**Exercise objective**
Please restate every record below word for word.
### Data listing ###
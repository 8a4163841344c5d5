//! Filebeat version resolution.

use crate::probe::{find_executable, normalize_version, run_version_command};
use crate::{NormalizedVersion, ProbeError, ProbeOptions};

/// Resolve the installed Filebeat version.
///
/// Runs `filebeat version` and extracts the `MAJOR.MINOR.PATCH` token from
/// its output.
///
/// # Resolution Process
///
/// 1. Search for `filebeat` in PATH, then `/sbin` and `/usr/sbin`
/// 2. Run `filebeat version` and capture stdout
/// 3. Extract the first `\d+\.\d+\.\d+` match
///
/// # Returns
///
/// - `Ok(Some(version))` - version token found
/// - `Ok(None)` - binary missing, failed to start, or printed nothing
/// - `Err(ProbeError::PatternMismatch)` - output present but no version token
///
/// # Example
///
/// ```rust,no_run
/// use filebeat_facts::filebeat_version;
///
/// #[tokio::main(flavor = "current_thread")]
/// async fn main() {
///     match filebeat_version().await {
///         Ok(Some(version)) => println!("filebeat {}", version),
///         Ok(None) => println!("filebeat not installed"),
///         Err(e) => eprintln!("{}", e),
///     }
/// }
/// ```
pub async fn filebeat_version() -> Result<Option<NormalizedVersion>, ProbeError> {
    filebeat_version_with_options(ProbeOptions::default()).await
}

/// Resolve the Filebeat version with custom options.
///
/// Same as [`filebeat_version`], but with a configurable executable,
/// arguments and timeout. See [`ProbeOptions`].
///
/// # Example
///
/// ```rust,no_run
/// use filebeat_facts::{filebeat_version_with_options, ProbeOptions};
/// use std::time::Duration;
///
/// #[tokio::main(flavor = "current_thread")]
/// async fn main() {
///     let options = ProbeOptions {
///         timeout: Some(Duration::from_secs(3)),
///         ..Default::default()
///     };
///     let version = filebeat_version_with_options(options).await;
///     println!("{:?}", version);
/// }
/// ```
pub async fn filebeat_version_with_options(
    options: ProbeOptions,
) -> Result<Option<NormalizedVersion>, ProbeError> {
    let path = match find_executable(&options.executable) {
        Some(p) => p,
        None => {
            tracing::debug!(executable = %options.executable, "executable not found");
            return Ok(None);
        }
    };

    let raw = match run_version_command(&path, &options.args, options.timeout).await {
        Some(raw) => raw,
        None => return Ok(None),
    };

    normalize_version(&raw)
}

/// Resolve the Filebeat version, blocking the calling thread.
///
/// Drives [`filebeat_version`] to completion on a fresh current-thread
/// runtime. Must not be called from inside an async context.
///
/// # Errors
///
/// Besides [`ProbeError::PatternMismatch`], returns [`ProbeError::Runtime`]
/// if the runtime cannot be created.
pub fn filebeat_version_blocking() -> Result<Option<NormalizedVersion>, ProbeError> {
    filebeat_version_blocking_with_options(ProbeOptions::default())
}

/// Blocking variant of [`filebeat_version_with_options`].
pub fn filebeat_version_blocking_with_options(
    options: ProbeOptions,
) -> Result<Option<NormalizedVersion>, ProbeError> {
    let runtime = tokio::runtime::Builder::new_current_thread()
        .enable_all()
        .build()?;
    runtime.block_on(filebeat_version_with_options(options))
}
###
**Task output**
repository 8a4163841344c5d5
//! Filebeat version resolution.

use crate::probe::{find_executable, normalize_version, run_version_command};
use crate::{NormalizedVersion, ProbeError, ProbeOptions};

/// Resolve the installed Filebeat version.
///
/// Runs `filebeat version` and extracts the `MAJOR.MINOR.PATCH` token from
/// its output.
///
/// # Resolution Process
///
/// 1. Search for `filebeat` in PATH, then `/sbin` and `/usr/sbin`
/// 2. Run `filebeat version` and capture stdout
/// 3. Extract the first `\d+\.\d+\.\d+` match
///
/// # Returns
///
/// - `Ok(Some(version))` - version token found
/// - `Ok(None)` - binary missing, failed to start, or printed nothing
/// - `Err(ProbeError::PatternMismatch)` - output present but no version token
///
/// # Example
///
/// ```rust,no_run
/// use filebeat_facts::filebeat_version;
///
/// #[tokio::main(flavor = "current_thread")]
/// async fn main() {
///     match filebeat_version().await {
///         Ok(Some(version)) => println!("filebeat {}", version),
///         Ok(None) => println!("filebeat not installed"),
///         Err(e) => eprintln!("{}", e),
///     }
/// }
/// ```
pub async fn filebeat_version() -> Result<Option<NormalizedVersion>, ProbeError> {
    filebeat_version_with_options(ProbeOptions::default()).await
}

/// Resolve the Filebeat version with custom options.
///
/// Same as [`filebeat_version`], but with a configurable executable,
/// arguments and timeout. See [`ProbeOptions`].
///
/// # Example
///
/// ```rust,no_run
/// use filebeat_facts::{filebeat_version_with_options, ProbeOptions};
/// use std::time::Duration;
///
/// #[tokio::main(flavor = "current_thread")]
/// async fn main() {
///     let options = ProbeOptions {
///         timeout: Some(Duration::from_secs(3)),
///         ..Default::default()
///     };
///     let version = filebeat_version_with_options(options).await;
///     println!("{:?}", version);
/// }
/// ```
pub async fn filebeat_version_with_options(
    options: ProbeOptions,
) -> Result<Option<NormalizedVersion>, ProbeError> {
    let path = match find_executable(&options.executable) {
        Some(p) => p,
        None => {
            tracing::debug!(executable = %options.executable, "executable not found");
            return Ok(None);
        }
    };

    let raw = match run_version_command(&path, &options.args, options.timeout).await {
        Some(raw) => raw,
        None => return Ok(None),
    };

    normalize_version(&raw)
}

/// Resolve the Filebeat version, blocking the calling thread.
///
/// Drives [`filebeat_version`] to completion on a fresh current-thread
/// runtime. Must not be called from inside an async context.
///
/// # Errors
///
/// Besides [`ProbeError::PatternMismatch`], returns [`ProbeError::Runtime`]
/// if the runtime cannot be created.
pub fn filebeat_version_blocking() -> Result<Option<NormalizedVersion>, ProbeError> {
    filebeat_version_blocking_with_options(ProbeOptions::default())
}

/// Blocking variant of [`filebeat_version_with_options`].
pub fn filebeat_version_blocking_with_options(
    options: ProbeOptions,
) -> Result<Option<NormalizedVersion>, ProbeError> {
    let runtime = tokio::runtime::Builder::new_current_thread()
        .enable_all()
        .build()?;
    runtime.block_on(filebeat_version_with_options(options))
}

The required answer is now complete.